[Saved data entries]
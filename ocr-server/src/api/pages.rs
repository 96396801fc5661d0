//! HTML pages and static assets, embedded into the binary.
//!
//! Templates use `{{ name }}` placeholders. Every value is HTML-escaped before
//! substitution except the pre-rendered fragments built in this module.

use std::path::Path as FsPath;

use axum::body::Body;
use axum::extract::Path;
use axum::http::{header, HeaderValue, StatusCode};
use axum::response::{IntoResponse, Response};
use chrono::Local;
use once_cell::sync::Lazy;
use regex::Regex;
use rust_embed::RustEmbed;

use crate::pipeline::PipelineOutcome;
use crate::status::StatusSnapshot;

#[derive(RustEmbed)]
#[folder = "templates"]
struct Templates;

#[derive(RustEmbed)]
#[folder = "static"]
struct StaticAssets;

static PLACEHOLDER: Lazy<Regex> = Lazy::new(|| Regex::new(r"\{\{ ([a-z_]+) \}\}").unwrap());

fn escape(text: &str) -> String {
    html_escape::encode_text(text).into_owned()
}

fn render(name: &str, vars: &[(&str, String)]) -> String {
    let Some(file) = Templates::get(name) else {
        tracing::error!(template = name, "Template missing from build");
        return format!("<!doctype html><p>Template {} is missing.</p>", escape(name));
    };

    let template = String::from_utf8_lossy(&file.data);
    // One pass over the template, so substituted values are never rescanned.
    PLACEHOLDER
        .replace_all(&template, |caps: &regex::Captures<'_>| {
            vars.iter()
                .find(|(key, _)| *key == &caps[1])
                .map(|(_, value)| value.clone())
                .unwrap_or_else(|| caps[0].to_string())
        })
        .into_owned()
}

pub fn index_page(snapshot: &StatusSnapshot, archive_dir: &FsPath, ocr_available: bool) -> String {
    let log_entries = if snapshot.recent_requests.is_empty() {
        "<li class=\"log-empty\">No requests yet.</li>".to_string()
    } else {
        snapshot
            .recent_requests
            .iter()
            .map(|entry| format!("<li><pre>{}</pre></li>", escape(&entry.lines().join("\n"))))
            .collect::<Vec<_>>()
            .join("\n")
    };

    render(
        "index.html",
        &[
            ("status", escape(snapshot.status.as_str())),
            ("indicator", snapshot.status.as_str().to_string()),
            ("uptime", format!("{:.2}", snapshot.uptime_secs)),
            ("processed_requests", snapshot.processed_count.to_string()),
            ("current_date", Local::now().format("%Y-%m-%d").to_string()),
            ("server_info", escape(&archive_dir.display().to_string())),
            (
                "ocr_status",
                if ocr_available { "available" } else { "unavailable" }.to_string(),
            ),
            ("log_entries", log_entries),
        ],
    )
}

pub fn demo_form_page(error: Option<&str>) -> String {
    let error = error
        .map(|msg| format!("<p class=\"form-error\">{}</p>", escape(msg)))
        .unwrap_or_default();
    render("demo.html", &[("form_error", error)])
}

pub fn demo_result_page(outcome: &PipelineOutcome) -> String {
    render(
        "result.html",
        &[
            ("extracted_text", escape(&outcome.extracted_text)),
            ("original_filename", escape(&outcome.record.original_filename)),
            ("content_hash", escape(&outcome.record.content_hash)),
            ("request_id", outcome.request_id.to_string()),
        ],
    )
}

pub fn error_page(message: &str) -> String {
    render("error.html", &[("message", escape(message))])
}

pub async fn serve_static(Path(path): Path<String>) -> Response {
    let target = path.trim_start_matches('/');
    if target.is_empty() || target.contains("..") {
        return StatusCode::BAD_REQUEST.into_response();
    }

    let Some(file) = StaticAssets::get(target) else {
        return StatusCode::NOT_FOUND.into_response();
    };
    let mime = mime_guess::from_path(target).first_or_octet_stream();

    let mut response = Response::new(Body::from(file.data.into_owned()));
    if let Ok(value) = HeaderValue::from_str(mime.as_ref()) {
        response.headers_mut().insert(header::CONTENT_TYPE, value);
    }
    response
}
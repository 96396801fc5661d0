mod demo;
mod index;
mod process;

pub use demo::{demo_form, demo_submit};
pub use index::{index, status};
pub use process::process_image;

◆ WORK INSTRUCTION:
Retype every line up to and including the one that contains "in this module.", beginning at the first line of the records, with no edits.

◆ FINISHED EXERCISE:
filename ocr-server/src/api/pages.rs
repository 96396801fc5661d0
//! HTML pages and static assets, embedded into the binary.
//!
//! Templates use `{{ name }}` placeholders. Every value is HTML-escaped before
//! substitution except the pre-rendered fragments built in this module.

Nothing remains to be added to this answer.